El gato de marras pertenece a Samira (Lupita Nyong’o), una mujer con cáncer en fase cuatro. Sam vive en una especie de hospital junto con otros compañeros suyos también en fase terminal. Como parte de las actividades, los enfermos van en un camión rumbo a Nueva York de paseo, pero a Sam solo le interesa una cosa: comer una rebanada de pizza en su restaurante favorito de Harlem, Patsy 's. Lo malo es que este viaje sucede justo el día de la invasión alienígena que dio pie a la primera película y que ahora seremos testigos de cómo inició todo. O casi.
Resulta interesante que el personaje principal en una película de survival horror (horror de supervivencia) sea justamente alguien a quién ya no le importa tanto sobrevivir. Ello no le resta voluntad y entereza a Sam, quien literalmente a contracorriente decide que si va a morir no lo hará sin antes ir a Harlem por su muy deseada pizza.
Las escenas las hemos visto antes: las calles de una ciudad monumental vacía, la destrucción masiva, las explosiones, y el éxodo de personas que van buscando cómo ponerse a salvo. Pero no Sam, ella quiere su pizza.
En el camino, su gato (llamado Frodo, y que en realidad se trata de dos gatos actores) se le escapará entre las manos y regresará a ella mágicamente una y otra vez. En una de esas tantas vueltas, el gato trae consigo a un “amigo”, Eric (Joseph Quinn), un inglés que se acababa de mudar a Nueva York y que de buenas a primeras decide quedarse junto con Sam y su minino.
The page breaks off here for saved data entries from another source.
//! Spektraltransformation (reelle STFT-Frames <-> komplexes Spektrum)
//!
//! FFT-Plaene werden einmal beim Session-Start erstellt; im Hot Path wird
//! nur noch mit vorab reserviertem Scratch gerechnet. Beide Richtungen sind
//! mit `1/sqrt(F)` skaliert, damit `inverse(forward(x)) == x` gilt und die
//! Betraege unabhaengig von der Frame-Groesse vergleichbar bleiben.

use std::sync::Arc;

use rustfft::num_complex::Complex32;
use rustfft::{Fft, FftPlanner};

use crate::error::{ConfigError, FrameFault};

pub struct SpectralTransform {
    size: usize,
    forward: Arc<dyn Fft<f32>>,
    inverse: Arc<dyn Fft<f32>>,
    scratch: Vec<Complex32>,
    scale: f32,
}

impl SpectralTransform {
    /// Plant Vorwaerts- und Rueckwaertstransformation fuer `size` Punkte.
    ///
    /// `size` muss eine Zweierpotenz sein.
    pub fn new(size: usize) -> Result<Self, ConfigError> {
        if size == 0 || !size.is_power_of_two() {
            return Err(ConfigError::FrameGroesseKeineZweierpotenz(size));
        }

        let mut planner = FftPlanner::<f32>::new();
        let forward = planner.plan_fft_forward(size);
        let inverse = planner.plan_fft_inverse(size);
        let scratch_len = forward
            .get_inplace_scratch_len()
            .max(inverse.get_inplace_scratch_len());

        Ok(Self {
            size,
            forward,
            inverse,
            scratch: vec![Complex32::new(0.0, 0.0); scratch_len],
            scale: 1.0 / (size as f32).sqrt(),
        })
    }

    pub fn size(&self) -> usize {
        self.size
    }

    /// Anzahl aussagekraeftiger Bins fuer reelle Eingaben
    pub fn bins(&self) -> usize {
        self.size / 2 + 1
    }

    /// Zeitbereich -> Spektrum (volle Laenge F)
    pub fn forward(&mut self, time: &[f32], spectrum: &mut [Complex32]) -> Result<(), FrameFault> {
        self.check_len(time.len())?;
        self.check_len(spectrum.len())?;

        for (bin, &sample) in spectrum.iter_mut().zip(time) {
            *bin = Complex32::new(sample * self.scale, 0.0);
        }
        self.forward.process_with_scratch(spectrum, &mut self.scratch);
        Ok(())
    }

    /// Spektrum -> Zeitbereich. Das Spektrum wird dabei ueberschrieben.
    pub fn inverse(&mut self, spectrum: &mut [Complex32], time: &mut [f32]) -> Result<(), FrameFault> {
        self.check_len(spectrum.len())?;
        self.check_len(time.len())?;

        self.inverse.process_with_scratch(spectrum, &mut self.scratch);
        for (sample, bin) in time.iter_mut().zip(spectrum.iter()) {
            *sample = bin.re * self.scale;
        }
        Ok(())
    }

    fn check_len(&self, len: usize) -> Result<(), FrameFault> {
        if len == self.size {
            Ok(())
        } else {
            Err(FrameFault::GroesseFalsch {
                erwartet: self.size,
                erhalten: len,
            })
        }
    }
}

/// Betragsspektrum der ersten `magnitude.len()` Bins
pub fn magnitudes(spectrum: &[Complex32], magnitude: &mut [f32]) {
    for (m, bin) in magnitude.iter_mut().zip(spectrum) {
        *m = (bin.re * bin.re + bin.im * bin.im).sqrt();
    }
}

/// Skaliert Real- und Imaginaerteil jedes Bins mit seinem Gain (Phase bleibt
/// erhalten) und baut die gespiegelte Haelfte konjugiert neu auf.
pub fn apply_gain(spectrum: &mut [Complex32], gain: &[f32], scale: f32) {
    let size = spectrum.len();
    let half = size / 2;

    for (bin, &g) in spectrum.iter_mut().zip(gain).take(half + 1) {
        *bin *= g * scale;
    }
    for i in 1..half {
        spectrum[size - i] = spectrum[i].conj();
    }
}

/// Prueft ein Spektrum auf NaN/Inf
pub fn spectrum_is_finite(spectrum: &[Complex32]) -> bool {
    spectrum.iter().all(|c| c.re.is_finite() && c.im.is_finite())
}

#[cfg(test)]
mod tests {
    use super::*;

    fn sinus(freq: f32, rate: f32, n: usize) -> Vec<f32> {
        (0..n)
            .map(|i| (2.0 * std::f32::consts::PI * freq * i as f32 / rate).sin())
            .collect()
    }

    #[test]
    fn keine_zweierpotenz_abgelehnt() {
        assert!(SpectralTransform::new(1000).is_err());
        assert!(SpectralTransform::new(0).is_err());
        assert!(SpectralTransform::new(1024).is_ok());
    }

    #[test]
    fn hin_und_zurueck_identisch() {
        let mut t = SpectralTransform::new(512).unwrap();
        let x: Vec<f32> = (0..512).map(|i| ((i * 37 % 101) as f32 / 50.0) - 1.0).collect();
        let mut spectrum = vec![Complex32::new(0.0, 0.0); 512];
        let mut y = vec![0.0f32; 512];
        t.forward(&x, &mut spectrum).unwrap();
        t.inverse(&mut spectrum, &mut y).unwrap();
        for (a, b) in x.iter().zip(&y) {
            assert!((a - b).abs() < 1e-5, "{} != {}", a, b);
        }
    }

    #[test]
    fn sinus_peak_im_richtigen_bin() {
        let mut t = SpectralTransform::new(1024).unwrap();
        // Bin 32 bei 48 kHz / 1024 = 1500 Hz
        let x = sinus(1500.0, 48000.0, 1024);
        let mut spectrum = vec![Complex32::new(0.0, 0.0); 1024];
        t.forward(&x, &mut spectrum).unwrap();
        let mut mag = vec![0.0f32; t.bins()];
        magnitudes(&spectrum, &mut mag);
        let peak = mag
            .iter()
            .enumerate()
            .max_by(|a, b| a.1.partial_cmp(b.1).unwrap())
            .map(|(i, _)| i)
            .unwrap();
        assert_eq!(peak, 32);
        // Unitaere Skalierung: A * N / 2 / sqrt(N)
        assert!((mag[32] - 16.0).abs() < 0.01, "Betrag {}", mag[32]);
    }

    #[test]
    fn groessen_fehler_erkannt() {
        let mut t = SpectralTransform::new(256).unwrap();
        let mut spectrum = vec![Complex32::new(0.0, 0.0); 256];
        let result = t.forward(&[0.0; 255], &mut spectrum);
        assert_eq!(
            result,
            Err(FrameFault::GroesseFalsch {
                erwartet: 256,
                erhalten: 255
            })
        );
    }

    #[test]
    fn gain_eins_veraendert_nichts() {
        let mut t = SpectralTransform::new(256).unwrap();
        let x = sinus(700.0, 16000.0, 256);
        let mut spectrum = vec![Complex32::new(0.0, 0.0); 256];
        t.forward(&x, &mut spectrum).unwrap();
        let gain = vec![1.0f32; 129];
        apply_gain(&mut spectrum, &gain, 1.0);
        let mut y = vec![0.0f32; 256];
        t.inverse(&mut spectrum, &mut y).unwrap();
        for (a, b) in x.iter().zip(&y) {
            assert!((a - b).abs() < 1e-4);
        }
    }

    #[test]
    fn gain_null_ergibt_stille() {
        let mut t = SpectralTransform::new(128).unwrap();
        let x = sinus(1000.0, 8000.0, 128);
        let mut spectrum = vec![Complex32::new(0.0, 0.0); 128];
        t.forward(&x, &mut spectrum).unwrap();
        apply_gain(&mut spectrum, &[0.0; 65], 1.0);
        let mut y = vec![1.0f32; 128];
        t.inverse(&mut spectrum, &mut y).unwrap();
        assert!(y.iter().all(|s| s.abs() < 1e-6));
    }

    #[test]
    fn nicht_endlich_erkannt() {
        let spectrum = vec![Complex32::new(0.0, f32::NAN); 4];
        assert!(!spectrum_is_finite(&spectrum));
        assert!(spectrum_is_finite(&[Complex32::new(1.0, -1.0); 4]));
    }
}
¿Por qué? Pues porque así lo quiso el guión (escrito por el propio director, Michael Sarnoski). Y qué bueno, porque si algo salva del desastre a este pastiche es justamente esta pareja que proyecta una gran química y fragilidad en pantalla. Ambos lo dicen todo con la mirada y el silencio. Uno viene a esta película por los trancazos, por los aliens, pero Sarnoski consigue que nos quedemos por los humanos, por esta pareja que más que sobrevivir, busca darle sentido a la vida en medio del caos, así ese sentido sea una triste pizza.
Como es de esperarse, la cinta no tiene mucho diálogo, no obstante la película logra atrapar incluso al público más reticente: aquellos que creen que cuando los personajes en una película dejan de hablar es el momento para que el público lo haga. A diferencia de aquella vez que vi la cinta original, aquí nadie, absolutamente nadie habló durante la película.
Esto es algo que ya no se ve a diario en el cine de Hollywood: la cinta obliga a su director a mostrar en lugar de explicar, y ello lo hace muy bien Sarnoski durante los escasos 100 minutos que dura la película.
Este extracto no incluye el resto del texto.